=== What to work on ===
Starting with the first line below, reproduce each line exactly until you have included the one bearing "Every node has".

=== Exercise input ===
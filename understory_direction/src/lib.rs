// Copyright 2025 the Understory Authors
// SPDX-License-Identifier: Apache-2.0 OR MIT

//! Understory Direction: a directional node tree with layout-order threading and paint groups.
//!
//! Every node has six neighbor slots, one per [`Direction`]: four cardinal slots along two axes,
//! plus [`Direction::Inward`] and [`Direction::Outward`], which have no axis. A child connected
//! into a slot reaches its parent through the reverse direction.
//!
//! The tree keeps two circular orderings up to date on every mutation, so an incremental
//! committer never has to walk the whole structure:
//!
//! - The **layout-order thread** lists the nodes of one paint group in post-order. Each node
//!   visits its children in a fixed order picked from its [`LayoutPreference`] and the axis of
//!   its parent edge. Changing a preference re-threads a node in constant time.
//! - The **paint-group ring** lists the paint groups of one tree. Roots always own a group;
//!   [`Tree::crease`] splits a subtree off into its own group and [`Tree::uncrease`] merges it back.
//!   Groups are kept in paint order, with the root painted last.
//!
//! Structural changes mark the affected node and its committed ancestors
//! [`LayoutState::NeedsCommit`]. Draining that state into geometry and paint batches is left to
//! the consumer.
//!
//! ## Not a layout engine
//!
//! Slots carry alignment, separation, and positions for a layout engine, but this crate does not
//! measure or place anything. It maintains structure and order only.
//!
//! ## API overview
//!
//! - [`Tree`]: arena of nodes plus the layout thread and paint-group ring.
//! - [`NodeId`]: generational handle of a node.
//! - [`Direction`], [`Axis`], [`DirectionSet`]: slots, axes, and sets of slots.
//! - [`LayoutPreference`]: the axis a node lays its children out along.
//! - [`NeighborData`], [`Alignment`], [`AxisOverlap`]: per-slot payload.
//! - [`PaintGroup`]: read-only view of one paint group.
//! - [`Error`]: failure kinds for structural operations.
//!
//! Key operations:
//! - [`Tree::insert`] → [`NodeId`]
//! - [`Tree::connect`] / [`Tree::disconnect`] / [`Tree::disconnect_at`] / [`Tree::erase`] /
//!   [`Tree::destroy`]
//! - [`Tree::set_layout_preference`] and [`Tree::layout_order`]
//! - [`Tree::crease`] / [`Tree::uncrease`], [`Tree::find_paint_group`], [`Tree::dump_paint_groups`]
//! - [`Tree::for_each_node`] and [`Tree::for_each_paint_group`]
//! - [`Tree::needs_commit`] / [`Tree::mark_committed`] for the committer.
//! - [`Tree::validate`] checks every structural invariant; tests call it after each mutation.
//!
//! ## Example
//!
//! ```rust
//! use understory_direction::{Direction, Tree};
//!
//! let mut tree = Tree::new();
//! let root = tree.insert(Some("root"));
//! let menu = tree.insert(Some("menu"));
//! let item = tree.insert(Some("item"));
//! tree.connect(root, Direction::Downward, menu).unwrap();
//! tree.connect(menu, Direction::Forward, item).unwrap();
//! assert_eq!(tree.dump_layout(root), [item, menu, root]);
//!
//! // Give the menu its own paint group.
//! tree.crease(menu).unwrap();
//! assert_eq!(tree.dump_layout(root), [root]);
//! assert_eq!(tree.dump_paint_groups(root), [menu, root]);
//! assert_eq!(tree.find_paint_group(item), Some(menu));
//! ```
//!
//! This crate is `no_std` and uses `alloc`.

#![no_std]

extern crate alloc;

mod direction;
mod error;
mod paint_group;
mod preference;
mod thread;
mod tree;
mod types;
mod validate;

pub use direction::{Axis, Direction, DirectionSet, HORIZONTAL_ORDER, NUM_DIRECTIONS, VERTICAL_ORDER};
pub use error::{Error, Result};
pub use paint_group::PaintGroup;
pub use preference::{
    LayoutPreference, canonical_layout_preference, detached_layout_preference, edge_axis,
    layout_order_for, sanitize_layout_preference,
};
pub use tree::Tree;
pub use types::{Alignment, AxisOverlap, LayoutState, NeighborData, NodeId};
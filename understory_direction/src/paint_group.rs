// Copyright 2025 the Understory Authors
// SPDX-License-Identifier: Apache-2.0 OR MIT

//! Paint groups: creasing, the paint-group ring, and paint order.
//!
//! Roots always own a paint group. Other nodes own one only while creased.
//! Every other node belongs to the paint group of its nearest ancestor that
//! owns one.
//!
//! The groups of one tree form a ring in paint order: a group is painted
//! after every group beneath it, and sibling subtrees are painted in the
//! layout order of the node they diverge at. The tree's root is therefore
//! always last.

use alloc::vec::Vec;

use smallvec::SmallVec;
use tracing::debug;

use crate::direction::Direction;
use crate::error::{Error, Result};
use crate::thread::Ring;
use crate::tree::{Links, PaintGroupRecord, Stamp, Tree};
use crate::types::NodeId;

/// A read-only view of one paint group.
pub struct PaintGroup<'a, T> {
    tree: &'a Tree<T>,
    node: NodeId,
}

impl<T> Clone for PaintGroup<'_, T> {
    fn clone(&self) -> Self {
        *self
    }
}

impl<T> Copy for PaintGroup<'_, T> {}

impl<T> core::fmt::Debug for PaintGroup<'_, T> {
    fn fmt(&self, f: &mut core::fmt::Formatter<'_>) -> core::fmt::Result {
        f.debug_struct("PaintGroup")
            .field("node", &self.node)
            .field("prev", &self.prev())
            .field("next", &self.next())
            .field("explicit", &self.is_explicit())
            .finish()
    }
}

impl<T> PaintGroup<'_, T> {
    /// The node that roots this group.
    pub fn node(&self) -> NodeId {
        self.node
    }

    /// The next group in paint order.
    pub fn next(&self) -> NodeId {
        self.tree.paint_next(self.node)
    }

    /// The previous group in paint order.
    pub fn prev(&self) -> NodeId {
        self.tree.paint_prev(self.node)
    }

    /// Whether the group was created by a crease.
    pub fn is_explicit(&self) -> bool {
        self.tree
            .node(self.node)
            .paint_group
            .is_some_and(|pg| pg.explicit)
    }

    /// The ring, starting after this group and ending with it.
    pub fn dump(&self) -> Vec<NodeId> {
        let mut out = Vec::new();
        let mut cur = self.node;
        loop {
            cur = self.tree.paint_next(cur);
            out.push(cur);
            if cur == self.node {
                return out;
            }
        }
    }
}

impl<T> Tree<T> {
    pub(crate) fn paint_next(&self, id: NodeId) -> NodeId {
        self.node(id).paint.next
    }

    pub(crate) fn paint_prev(&self, id: NodeId) -> NodeId {
        self.node(id).paint.prev
    }

    /// The paint group `id` belongs to.
    pub fn paint_group(&self, id: NodeId) -> Option<PaintGroup<'_, T>> {
        let node = self.find_paint_group(id)?;
        Some(PaintGroup { tree: self, node })
    }

    /// Returns true if `id` roots a paint group.
    pub fn is_paint_group(&self, id: NodeId) -> bool {
        self.node_opt(id).is_some_and(|n| n.paint_group.is_some())
    }

    /// The root of the paint group `id` belongs to.
    pub fn find_paint_group(&self, id: NodeId) -> Option<NodeId> {
        self.is_alive(id).then(|| self.group_of(id))
    }

    /// Memoized lookup behind [`Tree::find_paint_group`].
    pub(crate) fn group_of(&self, id: NodeId) -> NodeId {
        let mut cur = id;
        let root = loop {
            let n = self.node(cur);
            if let Some(stamp) = n.paint_group_root.get()
                && stamp.epoch == self.paint_epoch
            {
                break stamp.root;
            }
            if n.paint_group.is_some() {
                break cur;
            }
            match n.parent {
                Some(link) => cur = link.owner,
                None => break cur,
            }
        };
        self.node(id).paint_group_root.set(Some(Stamp {
            root,
            epoch: self.paint_epoch,
        }));
        root
    }

    /// The current paint-group epoch.
    ///
    /// Every mutation that can move a paint-group boundary advances it,
    /// which invalidates all memoized lookups at once.
    pub fn paint_group_epoch(&self) -> u64 {
        self.paint_epoch
    }

    /// Returns true if the memoized paint group of `id` is still current.
    pub fn is_paint_group_cache_fresh(&self, id: NodeId) -> bool {
        self.node_opt(id)
            .and_then(|n| n.paint_group_root.get())
            .is_some_and(|stamp| stamp.epoch == self.paint_epoch)
    }

    /// Record `root` as the paint group of every node in the run ending
    /// with `id`.
    pub(crate) fn stamp_run(&self, id: NodeId, root: NodeId) {
        let stamp = Some(Stamp {
            root,
            epoch: self.paint_epoch,
        });
        let mut cur = self.head(id);
        loop {
            self.node(cur).paint_group_root.set(stamp);
            if cur == id {
                return;
            }
            cur = self.thread_next(cur);
        }
    }

    /// The first group painted within the subtree of `id`.
    ///
    /// This is `id` itself when no group beneath it is painted first.
    pub fn find_first_paint_group(&self, id: NodeId) -> Option<NodeId> {
        self.is_alive(id).then(|| self.first_paint_group(id))
    }

    pub(crate) fn first_paint_group(&self, id: NodeId) -> NodeId {
        let mut cur = self.paint_prev(id);
        while cur != id {
            if !self.has_ancestor(cur, id) {
                return self.paint_next(cur);
            }
            cur = self.paint_prev(cur);
        }
        self.paint_next(id)
    }

    /// The paint groups of the tree containing `id`, ending with its root.
    pub fn dump_paint_groups(&self, id: NodeId) -> Vec<NodeId> {
        match self.root_of(id) {
            Some(node) => PaintGroup { tree: self, node }.dump(),
            None => Vec::new(),
        }
    }

    /// Visit every paint group of the ring through the group of `id`,
    /// starting there and walking backward.
    ///
    /// Fails with [`Error::NotPaintGroup`] if the ring holds a node that does
    /// not root a group or does not close.
    pub fn for_each_paint_group(&self, id: NodeId, mut f: impl FnMut(NodeId)) -> Result<()> {
        let start = self.find_paint_group(id).ok_or(Error::NoNodeFound)?;
        let mut cur = start;
        for _ in 0..self.nodes_len() {
            if self.node_opt(cur).is_none_or(|n| n.paint_group.is_none()) {
                return Err(Error::NotPaintGroup(cur));
            }
            f(cur);
            cur = self.paint_prev(cur);
            if cur == start {
                return Ok(());
            }
        }
        Err(Error::NotPaintGroup(cur))
    }

    // --- paint order ---

    /// Returns true if `a` is painted before `b`.
    ///
    /// Descendants are painted before their ancestors. Otherwise the two
    /// nodes are ordered by the layout order of the node their paths to the
    /// root diverge at. Nodes of different trees are unordered.
    pub fn is_painted_before(&self, a: NodeId, b: NodeId) -> bool {
        if a == b || !self.is_alive(a) || !self.is_alive(b) {
            return false;
        }
        let pa = self.path_to_root(a);
        let pb = self.path_to_root(b);
        if pa.last() != pb.last() {
            return false;
        }
        let common = common_suffix(&pa, &pb);
        if common == pa.len() {
            return false;
        }
        if common == pb.len() {
            return true;
        }
        let order = self.order_of(pa[pa.len() - common]);
        let rank = |child: NodeId| {
            let slot = self.node(child).parent.map(|p| p.slot);
            order.iter().position(|d| Some(*d) == slot)
        };
        rank(pa[pa.len() - common - 1]) < rank(pb[pb.len() - common - 1])
    }

    /// Returns true if `a` is painted after `b`.
    pub fn is_painted_after(&self, a: NodeId, b: NodeId) -> bool {
        self.is_painted_before(b, a)
    }

    /// Number of edges between `a` and `b`, or `None` if they are in
    /// different trees.
    pub fn find_distance(&self, a: NodeId, b: NodeId) -> Option<usize> {
        if !self.is_alive(a) || !self.is_alive(b) {
            return None;
        }
        let pa = self.path_to_root(a);
        let pb = self.path_to_root(b);
        if pa.last() != pb.last() {
            return None;
        }
        let common = common_suffix(&pa, &pb);
        Some(pa.len() - common + pb.len() - common)
    }

    /// Where `x` belongs among the groups of `pg`'s subtree, as the pair of
    /// adjacent ring entries to splice it between.
    ///
    /// `x` must be a descendant of `pg` and not yet in its ring. The nearest
    /// group serves as an anchor; the walk from there settles on the exact
    /// paint-order position, since the ring is sorted.
    pub(crate) fn insert_position(&self, pg: NodeId, x: NodeId) -> (NodeId, NodeId) {
        let first = self.first_paint_group(pg);

        let mut anchor = pg;
        let mut best = usize::MAX;
        let mut cur = first;
        loop {
            let distance = self.find_distance(cur, x).unwrap_or(usize::MAX);
            if distance < best {
                best = distance;
                anchor = cur;
            }
            if cur == pg {
                break;
            }
            cur = self.paint_next(cur);
        }

        if self.is_painted_before(anchor, x) {
            let mut before = anchor;
            loop {
                let next = self.paint_next(before);
                if next == first || !self.is_painted_before(next, x) {
                    return (before, next);
                }
                before = next;
            }
        }
        let mut after = anchor;
        while after != first {
            let prev = self.paint_prev(after);
            if self.is_painted_before(prev, x) {
                break;
            }
            after = prev;
        }
        (self.paint_prev(after), after)
    }

    /// Restore paint order among the groups beneath `id` after its layout
    /// order changed.
    pub(crate) fn resort_paint_groups_under(&mut self, id: NodeId) {
        let pg = self.group_of(id);
        let mut under: SmallVec<[NodeId; 8]> = SmallVec::new();
        let mut cur = self.paint_prev(pg);
        while cur != pg && self.has_ancestor(cur, pg) {
            if cur != id && self.has_ancestor(cur, id) {
                under.push(cur);
            }
            cur = self.paint_prev(cur);
        }
        if under.len() < 2 {
            return;
        }
        for &g in &under {
            let (prev, next) = (self.paint_prev(g), self.paint_next(g));
            self.link(Ring::PaintGroup, prev, next);
            self.node_mut(g).paint = Links::lone(g);
        }
        for &g in under.iter().rev() {
            let (before, after) = self.insert_position(pg, g);
            self.link(Ring::PaintGroup, before, g);
            self.link(Ring::PaintGroup, g, after);
        }
    }

    // --- crease ---

    /// Make `id` an explicit paint-group boundary.
    ///
    /// A connected node leaves its parent's layout thread, taking its
    /// uncreased descendants with it, and joins the paint-group ring in paint
    /// order. Roots simply become explicit.
    pub fn crease(&mut self, id: NodeId) -> Result<()> {
        let n = self.node_opt(id).ok_or(Error::NoNodeFound)?;
        if n.paint_group.is_some() {
            self.node_mut(id).paint_group = Some(PaintGroupRecord { explicit: true });
            return Ok(());
        }
        self.split_paint_group(id);
        Ok(())
    }

    /// Give a connected node without a paint group its own explicit one.
    pub(crate) fn split_paint_group(&mut self, id: NodeId) {
        let Some(link) = self.node(id).parent else {
            return;
        };
        debug!(?id, "crease");
        let pg = self.group_of(link.owner);
        self.paint_epoch += 1;
        self.remove_from_layout(id);
        self.node_mut(id).paint_group = Some(PaintGroupRecord { explicit: true });
        let (before, after) = self.insert_position(pg, id);
        self.link(Ring::PaintGroup, before, id);
        self.link(Ring::PaintGroup, id, after);
        self.stamp_run(id, id);
        self.layout_changed(id, Direction::Inward);
    }

    /// Merge an explicit paint group back into its parent's group.
    ///
    /// Groups beneath `id` keep their place in the ring. A root keeps its
    /// group and only loses the explicit flag. Nodes that are not creased
    /// are left alone.
    pub fn uncrease(&mut self, id: NodeId) -> Result<()> {
        let n = self.node_opt(id).ok_or(Error::NoNodeFound)?;
        if !n.paint_group.is_some_and(|pg| pg.explicit) {
            return Ok(());
        }
        let Some(link) = n.parent else {
            self.node_mut(id).paint_group = Some(PaintGroupRecord { explicit: false });
            return Ok(());
        };
        debug!(?id, "uncrease");
        self.paint_epoch += 1;
        let (prev, next) = (self.paint_prev(id), self.paint_next(id));
        self.link(Ring::PaintGroup, prev, next);
        let n = self.node_mut(id);
        n.paint = Links::lone(id);
        n.paint_group = None;
        self.insert_into_layout(link.owner, link.slot, id);
        let pg = self.group_of(link.owner);
        self.stamp_run(id, pg);
        self.layout_changed(id, Direction::Inward);
        Ok(())
    }
}

/// Length of the shared tail of two node-to-root paths.
fn common_suffix(a: &[NodeId], b: &[NodeId]) -> usize {
    a.iter()
        .rev()
        .zip(b.iter().rev())
        .take_while(|(x, y)| x == y)
        .count()
}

=== Response ===
filename understory_direction/src/lib.rs
// Copyright 2025 the Understory Authors
// SPDX-License-Identifier: Apache-2.0 OR MIT

//! Understory Direction: a directional node tree with layout-order threading and paint groups.
//!
//! Every node has six neighbor slots, one per [`Direction`]: four cardinal slots along two axes,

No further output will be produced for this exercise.